### What the task requires:
An exact transcription of the lines below, from the first through the one containing "(parity forwarding, chunk", is the only output wanted.

### Entries shown:
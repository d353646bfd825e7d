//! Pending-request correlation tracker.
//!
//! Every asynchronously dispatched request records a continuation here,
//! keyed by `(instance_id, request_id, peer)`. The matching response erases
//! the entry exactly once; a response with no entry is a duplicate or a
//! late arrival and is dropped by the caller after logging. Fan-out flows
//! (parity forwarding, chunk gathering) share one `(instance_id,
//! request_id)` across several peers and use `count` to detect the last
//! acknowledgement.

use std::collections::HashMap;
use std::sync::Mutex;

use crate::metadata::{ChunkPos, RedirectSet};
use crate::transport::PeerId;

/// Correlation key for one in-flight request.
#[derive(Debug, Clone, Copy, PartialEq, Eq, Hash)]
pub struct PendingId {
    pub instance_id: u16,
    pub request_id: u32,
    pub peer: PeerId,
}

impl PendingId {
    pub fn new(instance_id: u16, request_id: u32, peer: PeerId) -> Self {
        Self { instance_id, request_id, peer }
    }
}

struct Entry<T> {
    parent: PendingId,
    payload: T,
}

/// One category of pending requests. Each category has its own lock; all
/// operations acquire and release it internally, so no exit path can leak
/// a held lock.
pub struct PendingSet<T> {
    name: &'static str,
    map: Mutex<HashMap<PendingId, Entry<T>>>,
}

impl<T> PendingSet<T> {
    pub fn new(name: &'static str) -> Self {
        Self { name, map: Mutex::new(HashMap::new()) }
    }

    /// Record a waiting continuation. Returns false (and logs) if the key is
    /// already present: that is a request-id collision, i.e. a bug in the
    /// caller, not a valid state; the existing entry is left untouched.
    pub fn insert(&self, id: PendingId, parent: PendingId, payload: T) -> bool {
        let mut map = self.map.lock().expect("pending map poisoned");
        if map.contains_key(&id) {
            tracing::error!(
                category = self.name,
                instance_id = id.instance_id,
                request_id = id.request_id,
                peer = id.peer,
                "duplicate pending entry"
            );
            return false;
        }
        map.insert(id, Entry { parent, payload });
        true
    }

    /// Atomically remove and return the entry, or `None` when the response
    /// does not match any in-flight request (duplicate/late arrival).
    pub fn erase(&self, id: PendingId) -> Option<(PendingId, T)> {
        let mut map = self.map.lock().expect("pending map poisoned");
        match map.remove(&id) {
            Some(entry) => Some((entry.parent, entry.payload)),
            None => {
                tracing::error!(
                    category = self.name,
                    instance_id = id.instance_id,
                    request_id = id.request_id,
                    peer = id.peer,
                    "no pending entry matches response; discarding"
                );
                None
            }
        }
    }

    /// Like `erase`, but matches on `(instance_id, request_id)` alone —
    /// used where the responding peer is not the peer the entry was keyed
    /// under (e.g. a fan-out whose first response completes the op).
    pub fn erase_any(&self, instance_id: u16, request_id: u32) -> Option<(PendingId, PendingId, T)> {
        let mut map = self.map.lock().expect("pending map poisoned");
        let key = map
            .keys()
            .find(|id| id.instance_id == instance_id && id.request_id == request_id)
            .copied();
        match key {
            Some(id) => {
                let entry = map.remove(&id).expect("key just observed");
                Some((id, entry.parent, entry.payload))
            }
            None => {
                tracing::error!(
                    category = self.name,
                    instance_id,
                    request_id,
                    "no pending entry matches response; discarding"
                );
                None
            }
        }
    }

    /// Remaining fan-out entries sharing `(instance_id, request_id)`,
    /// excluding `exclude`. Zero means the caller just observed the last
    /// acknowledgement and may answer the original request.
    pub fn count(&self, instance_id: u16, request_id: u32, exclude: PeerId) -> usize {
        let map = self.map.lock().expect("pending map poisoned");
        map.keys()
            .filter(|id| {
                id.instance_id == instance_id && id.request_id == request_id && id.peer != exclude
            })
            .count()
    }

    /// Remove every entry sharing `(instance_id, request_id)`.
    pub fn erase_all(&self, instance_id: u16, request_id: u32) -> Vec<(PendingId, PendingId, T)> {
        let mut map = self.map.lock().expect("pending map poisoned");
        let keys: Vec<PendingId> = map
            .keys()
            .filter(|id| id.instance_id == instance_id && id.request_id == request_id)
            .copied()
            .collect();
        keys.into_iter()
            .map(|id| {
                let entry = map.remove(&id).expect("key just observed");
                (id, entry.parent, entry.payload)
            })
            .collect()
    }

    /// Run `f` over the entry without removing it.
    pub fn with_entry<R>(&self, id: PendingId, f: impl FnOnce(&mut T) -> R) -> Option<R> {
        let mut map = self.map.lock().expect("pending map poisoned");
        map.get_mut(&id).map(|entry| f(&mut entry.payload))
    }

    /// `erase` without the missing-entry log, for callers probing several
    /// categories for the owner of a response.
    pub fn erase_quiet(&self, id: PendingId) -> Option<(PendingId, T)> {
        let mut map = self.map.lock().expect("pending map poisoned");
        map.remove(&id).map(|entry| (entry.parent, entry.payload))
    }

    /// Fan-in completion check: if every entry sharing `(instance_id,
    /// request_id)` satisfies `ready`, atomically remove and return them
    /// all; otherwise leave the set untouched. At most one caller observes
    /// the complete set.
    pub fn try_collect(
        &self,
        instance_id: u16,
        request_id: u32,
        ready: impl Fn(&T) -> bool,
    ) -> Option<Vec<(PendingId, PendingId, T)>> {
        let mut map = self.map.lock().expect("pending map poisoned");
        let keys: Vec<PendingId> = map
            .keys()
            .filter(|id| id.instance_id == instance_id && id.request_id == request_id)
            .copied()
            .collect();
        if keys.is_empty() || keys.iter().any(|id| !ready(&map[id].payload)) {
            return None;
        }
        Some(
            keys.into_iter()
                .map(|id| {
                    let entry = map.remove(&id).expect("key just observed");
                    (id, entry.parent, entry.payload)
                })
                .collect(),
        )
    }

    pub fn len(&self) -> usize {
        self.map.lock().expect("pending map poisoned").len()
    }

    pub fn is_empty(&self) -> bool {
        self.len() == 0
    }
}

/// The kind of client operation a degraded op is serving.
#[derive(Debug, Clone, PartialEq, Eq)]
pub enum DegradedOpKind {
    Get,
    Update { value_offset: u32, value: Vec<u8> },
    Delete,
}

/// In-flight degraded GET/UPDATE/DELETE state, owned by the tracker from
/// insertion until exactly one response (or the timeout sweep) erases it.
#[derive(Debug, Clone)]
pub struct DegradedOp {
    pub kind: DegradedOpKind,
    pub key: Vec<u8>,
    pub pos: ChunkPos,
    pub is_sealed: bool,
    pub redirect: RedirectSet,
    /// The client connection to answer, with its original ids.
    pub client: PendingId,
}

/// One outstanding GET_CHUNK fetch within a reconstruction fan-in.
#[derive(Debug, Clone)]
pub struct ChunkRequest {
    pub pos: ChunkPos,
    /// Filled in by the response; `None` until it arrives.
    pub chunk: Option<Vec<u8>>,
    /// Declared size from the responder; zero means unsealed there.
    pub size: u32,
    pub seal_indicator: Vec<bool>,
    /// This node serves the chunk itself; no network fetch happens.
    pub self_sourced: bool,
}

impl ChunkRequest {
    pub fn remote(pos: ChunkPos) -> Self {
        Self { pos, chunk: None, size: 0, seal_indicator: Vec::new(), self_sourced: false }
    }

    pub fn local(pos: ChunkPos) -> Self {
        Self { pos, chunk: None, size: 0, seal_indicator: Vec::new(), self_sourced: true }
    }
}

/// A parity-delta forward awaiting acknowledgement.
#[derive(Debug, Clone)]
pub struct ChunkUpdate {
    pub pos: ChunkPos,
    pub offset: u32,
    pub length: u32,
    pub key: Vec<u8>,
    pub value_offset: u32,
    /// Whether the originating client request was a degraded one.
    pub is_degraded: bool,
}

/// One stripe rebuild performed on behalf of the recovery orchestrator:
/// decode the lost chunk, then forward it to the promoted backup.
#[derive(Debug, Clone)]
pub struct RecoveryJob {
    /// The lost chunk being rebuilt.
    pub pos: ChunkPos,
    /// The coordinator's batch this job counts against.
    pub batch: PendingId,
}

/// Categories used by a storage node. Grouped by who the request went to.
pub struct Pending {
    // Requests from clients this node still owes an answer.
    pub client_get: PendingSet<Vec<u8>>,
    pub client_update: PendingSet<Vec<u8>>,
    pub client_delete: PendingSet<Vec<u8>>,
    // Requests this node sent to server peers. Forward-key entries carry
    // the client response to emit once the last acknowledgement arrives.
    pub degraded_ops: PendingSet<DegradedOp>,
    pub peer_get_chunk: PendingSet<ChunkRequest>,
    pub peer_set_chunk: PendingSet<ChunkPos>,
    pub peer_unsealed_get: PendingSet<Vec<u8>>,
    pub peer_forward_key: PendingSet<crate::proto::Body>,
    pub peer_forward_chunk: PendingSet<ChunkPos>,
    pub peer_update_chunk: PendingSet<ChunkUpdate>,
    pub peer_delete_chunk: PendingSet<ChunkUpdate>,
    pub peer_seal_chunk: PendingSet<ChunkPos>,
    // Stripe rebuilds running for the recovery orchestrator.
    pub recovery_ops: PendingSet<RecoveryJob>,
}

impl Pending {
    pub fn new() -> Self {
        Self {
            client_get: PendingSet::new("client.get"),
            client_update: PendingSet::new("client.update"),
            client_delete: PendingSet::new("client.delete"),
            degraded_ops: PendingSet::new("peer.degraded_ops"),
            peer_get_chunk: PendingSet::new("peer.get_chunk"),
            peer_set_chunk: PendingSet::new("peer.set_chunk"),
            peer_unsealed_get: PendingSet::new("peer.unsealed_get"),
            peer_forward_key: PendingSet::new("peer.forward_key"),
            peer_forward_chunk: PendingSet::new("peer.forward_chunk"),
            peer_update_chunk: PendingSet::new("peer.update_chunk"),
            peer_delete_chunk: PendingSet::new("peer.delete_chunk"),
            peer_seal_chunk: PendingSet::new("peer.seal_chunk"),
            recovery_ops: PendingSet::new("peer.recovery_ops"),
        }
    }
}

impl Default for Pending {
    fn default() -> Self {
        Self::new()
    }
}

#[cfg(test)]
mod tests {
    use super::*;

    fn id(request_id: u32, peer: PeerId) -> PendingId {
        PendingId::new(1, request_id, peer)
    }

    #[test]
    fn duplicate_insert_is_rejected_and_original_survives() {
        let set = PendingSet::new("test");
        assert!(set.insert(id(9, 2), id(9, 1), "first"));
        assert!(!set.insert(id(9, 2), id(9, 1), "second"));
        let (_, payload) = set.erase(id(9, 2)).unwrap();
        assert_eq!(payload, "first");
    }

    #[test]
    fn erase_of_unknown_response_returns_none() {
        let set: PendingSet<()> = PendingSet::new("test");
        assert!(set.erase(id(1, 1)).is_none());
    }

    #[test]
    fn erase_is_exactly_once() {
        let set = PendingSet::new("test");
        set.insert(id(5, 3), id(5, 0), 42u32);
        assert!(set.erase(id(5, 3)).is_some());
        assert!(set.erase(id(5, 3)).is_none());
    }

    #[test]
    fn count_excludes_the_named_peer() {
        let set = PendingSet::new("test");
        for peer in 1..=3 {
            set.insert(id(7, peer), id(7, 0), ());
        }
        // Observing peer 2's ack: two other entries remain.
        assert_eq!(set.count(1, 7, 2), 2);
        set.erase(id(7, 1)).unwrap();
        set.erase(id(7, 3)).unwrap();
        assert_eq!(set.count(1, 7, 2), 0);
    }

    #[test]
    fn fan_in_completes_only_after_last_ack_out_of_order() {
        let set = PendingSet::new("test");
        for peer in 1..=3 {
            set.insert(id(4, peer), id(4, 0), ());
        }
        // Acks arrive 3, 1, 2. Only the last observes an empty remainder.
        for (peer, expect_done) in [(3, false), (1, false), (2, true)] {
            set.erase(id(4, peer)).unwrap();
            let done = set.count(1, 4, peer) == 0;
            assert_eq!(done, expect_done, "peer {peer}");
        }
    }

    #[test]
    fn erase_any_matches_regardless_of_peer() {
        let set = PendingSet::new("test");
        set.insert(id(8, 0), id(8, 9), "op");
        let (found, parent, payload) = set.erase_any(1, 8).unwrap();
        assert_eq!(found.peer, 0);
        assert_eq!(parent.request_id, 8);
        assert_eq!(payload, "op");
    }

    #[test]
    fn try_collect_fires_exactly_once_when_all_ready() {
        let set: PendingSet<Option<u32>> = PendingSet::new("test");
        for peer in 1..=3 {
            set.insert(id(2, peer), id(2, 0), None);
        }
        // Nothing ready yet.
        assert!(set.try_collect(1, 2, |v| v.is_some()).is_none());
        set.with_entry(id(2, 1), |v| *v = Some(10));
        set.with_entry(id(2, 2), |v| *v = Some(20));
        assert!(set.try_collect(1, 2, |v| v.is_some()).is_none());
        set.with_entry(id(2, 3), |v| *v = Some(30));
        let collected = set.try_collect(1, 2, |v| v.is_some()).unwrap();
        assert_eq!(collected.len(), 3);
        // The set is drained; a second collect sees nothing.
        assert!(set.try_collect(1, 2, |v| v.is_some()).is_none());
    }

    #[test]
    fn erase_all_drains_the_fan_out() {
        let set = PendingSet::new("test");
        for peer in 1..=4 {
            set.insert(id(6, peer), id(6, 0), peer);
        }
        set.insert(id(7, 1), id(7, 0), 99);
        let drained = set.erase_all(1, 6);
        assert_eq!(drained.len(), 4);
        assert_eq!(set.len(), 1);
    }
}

### Answer below:
repository d353646bfd825e7d
//! Pending-request correlation tracker.
//!
//! Every asynchronously dispatched request records a continuation here,
//! keyed by `(instance_id, request_id, peer)`. The matching response erases
//! the entry exactly once; a response with no entry is a duplicate or a
//! late arrival and is dropped by the caller after logging. Fan-out flows
//! (parity forwarding, chunk gathering) share one `(instance_id,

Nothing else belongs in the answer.